• **PROVIDED ENTRIES**
+===+
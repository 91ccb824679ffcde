use machine_monitor_types::{
    FetchError, SlashedRecord, UnregisterRecord, ValidationError, WireSlashedRecord,
    WireUnregisterRecord,
};
use serde::Deserialize;
use serde_json::{Value, json};

use crate::{IndexerClient, decode_data, decode_rows};

const SLASHED_OPERATION: &str = "machineSlashedRecords";
const UNREGISTER_OPERATION: &str = "machineUnregisterRecords";

// `rentStatTime` is the subgraph's spelling.
const SLASHED_QUERY: &str = "query GetMachineSlashedRecords($machineId: String!) {
  machineSlashedRecords(where: { machineId: $machineId }, orderBy: blockTimestamp, orderDirection: desc) {
    id machineId holder renter slashAmount slashType rentStatTime rentEndTime
    blockNumber blockTimestamp transactionHash
  }
}";

const UNREGISTER_QUERY: &str = "query GetMachineUnregisterRecords($machineId: String!) {
  machineUnregisterRecords(where: { machineId: $machineId }, orderBy: blockTimestamp, orderDirection: desc) {
    id machineId blockNumber blockTimestamp transactionHash
  }
}";

#[derive(Debug, Deserialize)]
#[serde(rename_all = "camelCase")]
struct SlashedData {
    machine_slashed_records: Option<Vec<WireSlashedRecord>>,
}

#[derive(Debug, Deserialize)]
#[serde(rename_all = "camelCase")]
struct UnregisterData {
    #[serde(default)]
    machine_unregister_records: Option<Vec<WireUnregisterRecord>>,
}

pub fn decode_slashed_records(data: Value) -> Result<Vec<SlashedRecord>, FetchError> {
    let data: SlashedData = decode_data(SLASHED_OPERATION, data)?;
    let rows = data
        .machine_slashed_records
        .ok_or(ValidationError::MissingData {
            entity: SLASHED_OPERATION,
        })?;
    decode_rows(rows)
}

/// A machine that never unregistered may have no entity at all; that reads
/// as an empty history.
pub fn decode_unregister_records(data: Value) -> Result<Vec<UnregisterRecord>, FetchError> {
    let data: UnregisterData = decode_data(UNREGISTER_OPERATION, data)?;
    decode_rows(data.machine_unregister_records.unwrap_or_default())
}

impl IndexerClient {
    /// Slashing history of one machine, newest first.
    pub async fn fetch_slashed_records(
        &self,
        machine_id: &str,
    ) -> Result<Vec<SlashedRecord>, FetchError> {
        let machine_id = machine_id.trim();
        if machine_id.is_empty() {
            return Ok(Vec::new());
        }
        let data = self
            .query(
                SLASHED_OPERATION,
                SLASHED_QUERY,
                json!({ "machineId": machine_id }),
            )
            .await?;
        decode_slashed_records(data)
    }

    /// Unregister history of one machine, newest first.
    pub async fn fetch_unregister_records(
        &self,
        machine_id: &str,
    ) -> Result<Vec<UnregisterRecord>, FetchError> {
        let machine_id = machine_id.trim();
        if machine_id.is_empty() {
            return Ok(Vec::new());
        }
        let data = self
            .query(
                UNREGISTER_OPERATION,
                UNREGISTER_QUERY,
                json!({ "machineId": machine_id }),
            )
            .await?;
        decode_unregister_records(data)
    }
}

#[cfg(test)]
mod tests {
    use machine_monitor_types::{BASE_UNITS_PER_TOKEN, SlashType};

    use super::*;
    use crate::DEFAULT_REQUEST_TIMEOUT;

    #[test]
    fn decodes_slashed_rows() {
        let records = decode_slashed_records(json!({
            "machineSlashedRecords": [{
                "id": "s1",
                "machineId": "m-1",
                "holder": "0x00000000000000000000000000000000000000aa",
                "renter": "0x00000000000000000000000000000000000000bb",
                "slashAmount": "2500000000000000000000",
                "slashType": "2",
                "rentStatTime": "1700000000",
                "rentEndTime": "1700086400",
                "blockNumber": "77",
                "blockTimestamp": "1700050000",
                "transactionHash": "0xfeed"
            }]
        }))
        .expect("records");
        assert_eq!(records.len(), 1);
        let record = &records[0];
        assert_eq!(record.slash_type, SlashType::Performance);
        assert_eq!(record.slash_amount, 2_500 * BASE_UNITS_PER_TOKEN);
        assert_eq!(record.rent_start, 1_700_000_000);
        assert_eq!(record.slashed_at, 1_700_050_000);
    }

    #[test]
    fn missing_slashed_entity_is_an_error() {
        let err = decode_slashed_records(json!({})).expect_err("missing");
        assert_eq!(
            err,
            FetchError::Validation(ValidationError::MissingData {
                entity: "machineSlashedRecords"
            })
        );
    }

    #[test]
    fn missing_unregister_entity_is_empty() {
        let records = decode_unregister_records(json!({})).expect("empty");
        assert!(records.is_empty());

        let records = decode_unregister_records(json!({
            "machineUnregisterRecords": [{
                "id": "u1",
                "machineId": "m-1",
                "blockNumber": "10",
                "blockTimestamp": "1700000000",
                "transactionHash": "0x0"
            }]
        }))
        .expect("records");
        assert_eq!(records[0].unregistered_at, 1_700_000_000);
        assert_eq!(records[0].block_number, 10);
    }

    #[tokio::test]
    async fn blank_machine_id_skips_the_request() {
        let client = IndexerClient::new("http://127.0.0.1:9/graphql", DEFAULT_REQUEST_TIMEOUT)
            .expect("client");
        assert!(client
            .fetch_slashed_records("  ")
            .await
            .expect("no request")
            .is_empty());
        assert!(client
            .fetch_unregister_records("")
            .await
            .expect("no request")
            .is_empty());
    }
}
+===+
• **WHAT YOU NEED TO DO**
Copy the entire listing above, line for line, exactly.

• **EXERCISE OUTPUT**
repository 91ccb824679ffcde
use machine_monitor_types::{
    FetchError, SlashedRecord, UnregisterRecord, ValidationError, WireSlashedRecord,
    WireUnregisterRecord,
};
use serde::Deserialize;
use serde_json::{Value, json};

use crate::{IndexerClient, decode_data, decode_rows};

const SLASHED_OPERATION: &str = "machineSlashedRecords";
const UNREGISTER_OPERATION: &str = "machineUnregisterRecords";

// `rentStatTime` is the subgraph's spelling.
const SLASHED_QUERY: &str = "query GetMachineSlashedRecords($machineId: String!) {
  machineSlashedRecords(where: { machineId: $machineId }, orderBy: blockTimestamp, orderDirection: desc) {
    id machineId holder renter slashAmount slashType rentStatTime rentEndTime
    blockNumber blockTimestamp transactionHash
  }
}";

const UNREGISTER_QUERY: &str = "query GetMachineUnregisterRecords($machineId: String!) {
  machineUnregisterRecords(where: { machineId: $machineId }, orderBy: blockTimestamp, orderDirection: desc) {
    id machineId blockNumber blockTimestamp transactionHash
  }
}";

#[derive(Debug, Deserialize)]
#[serde(rename_all = "camelCase")]
struct SlashedData {
    machine_slashed_records: Option<Vec<WireSlashedRecord>>,
}

#[derive(Debug, Deserialize)]
#[serde(rename_all = "camelCase")]
struct UnregisterData {
    #[serde(default)]
    machine_unregister_records: Option<Vec<WireUnregisterRecord>>,
}

pub fn decode_slashed_records(data: Value) -> Result<Vec<SlashedRecord>, FetchError> {
    let data: SlashedData = decode_data(SLASHED_OPERATION, data)?;
    let rows = data
        .machine_slashed_records
        .ok_or(ValidationError::MissingData {
            entity: SLASHED_OPERATION,
        })?;
    decode_rows(rows)
}

/// A machine that never unregistered may have no entity at all; that reads
/// as an empty history.
pub fn decode_unregister_records(data: Value) -> Result<Vec<UnregisterRecord>, FetchError> {
    let data: UnregisterData = decode_data(UNREGISTER_OPERATION, data)?;
    decode_rows(data.machine_unregister_records.unwrap_or_default())
}

impl IndexerClient {
    /// Slashing history of one machine, newest first.
    pub async fn fetch_slashed_records(
        &self,
        machine_id: &str,
    ) -> Result<Vec<SlashedRecord>, FetchError> {
        let machine_id = machine_id.trim();
        if machine_id.is_empty() {
            return Ok(Vec::new());
        }
        let data = self
            .query(
                SLASHED_OPERATION,
                SLASHED_QUERY,
                json!({ "machineId": machine_id }),
            )
            .await?;
        decode_slashed_records(data)
    }

    /// Unregister history of one machine, newest first.
    pub async fn fetch_unregister_records(
        &self,
        machine_id: &str,
    ) -> Result<Vec<UnregisterRecord>, FetchError> {
        let machine_id = machine_id.trim();
        if machine_id.is_empty() {
            return Ok(Vec::new());
        }
        let data = self
            .query(
                UNREGISTER_OPERATION,
                UNREGISTER_QUERY,
                json!({ "machineId": machine_id }),
            )
            .await?;
        decode_unregister_records(data)
    }
}

#[cfg(test)]
mod tests {
    use machine_monitor_types::{BASE_UNITS_PER_TOKEN, SlashType};

    use super::*;
    use crate::DEFAULT_REQUEST_TIMEOUT;

    #[test]
    fn decodes_slashed_rows() {
        let records = decode_slashed_records(json!({
            "machineSlashedRecords": [{
                "id": "s1",
                "machineId": "m-1",
                "holder": "0x00000000000000000000000000000000000000aa",
                "renter": "0x00000000000000000000000000000000000000bb",
                "slashAmount": "2500000000000000000000",
                "slashType": "2",
                "rentStatTime": "1700000000",
                "rentEndTime": "1700086400",
                "blockNumber": "77",
                "blockTimestamp": "1700050000",
                "transactionHash": "0xfeed"
            }]
        }))
        .expect("records");
        assert_eq!(records.len(), 1);
        let record = &records[0];
        assert_eq!(record.slash_type, SlashType::Performance);
        assert_eq!(record.slash_amount, 2_500 * BASE_UNITS_PER_TOKEN);
        assert_eq!(record.rent_start, 1_700_000_000);
        assert_eq!(record.slashed_at, 1_700_050_000);
    }

    #[test]
    fn missing_slashed_entity_is_an_error() {
        let err = decode_slashed_records(json!({})).expect_err("missing");
        assert_eq!(
            err,
            FetchError::Validation(ValidationError::MissingData {
                entity: "machineSlashedRecords"
            })
        );
    }

    #[test]
    fn missing_unregister_entity_is_empty() {
        let records = decode_unregister_records(json!({})).expect("empty");
        assert!(records.is_empty());

        let records = decode_unregister_records(json!({
            "machineUnregisterRecords": [{
                "id": "u1",
                "machineId": "m-1",
                "blockNumber": "10",
                "blockTimestamp": "1700000000",
                "transactionHash": "0x0"
            }]
        }))
        .expect("records");
        assert_eq!(records[0].unregistered_at, 1_700_000_000);
        assert_eq!(records[0].block_number, 10);
    }

    #[tokio::test]
    async fn blank_machine_id_skips_the_request() {
        let client = IndexerClient::new("http://127.0.0.1:9/graphql", DEFAULT_REQUEST_TIMEOUT)
            .expect("client");
        assert!(client
            .fetch_slashed_records("  ")
            .await
            .expect("no request")
            .is_empty());
        assert!(client
            .fetch_unregister_records("")
            .await
            .expect("no request")
            .is_empty());
    }
}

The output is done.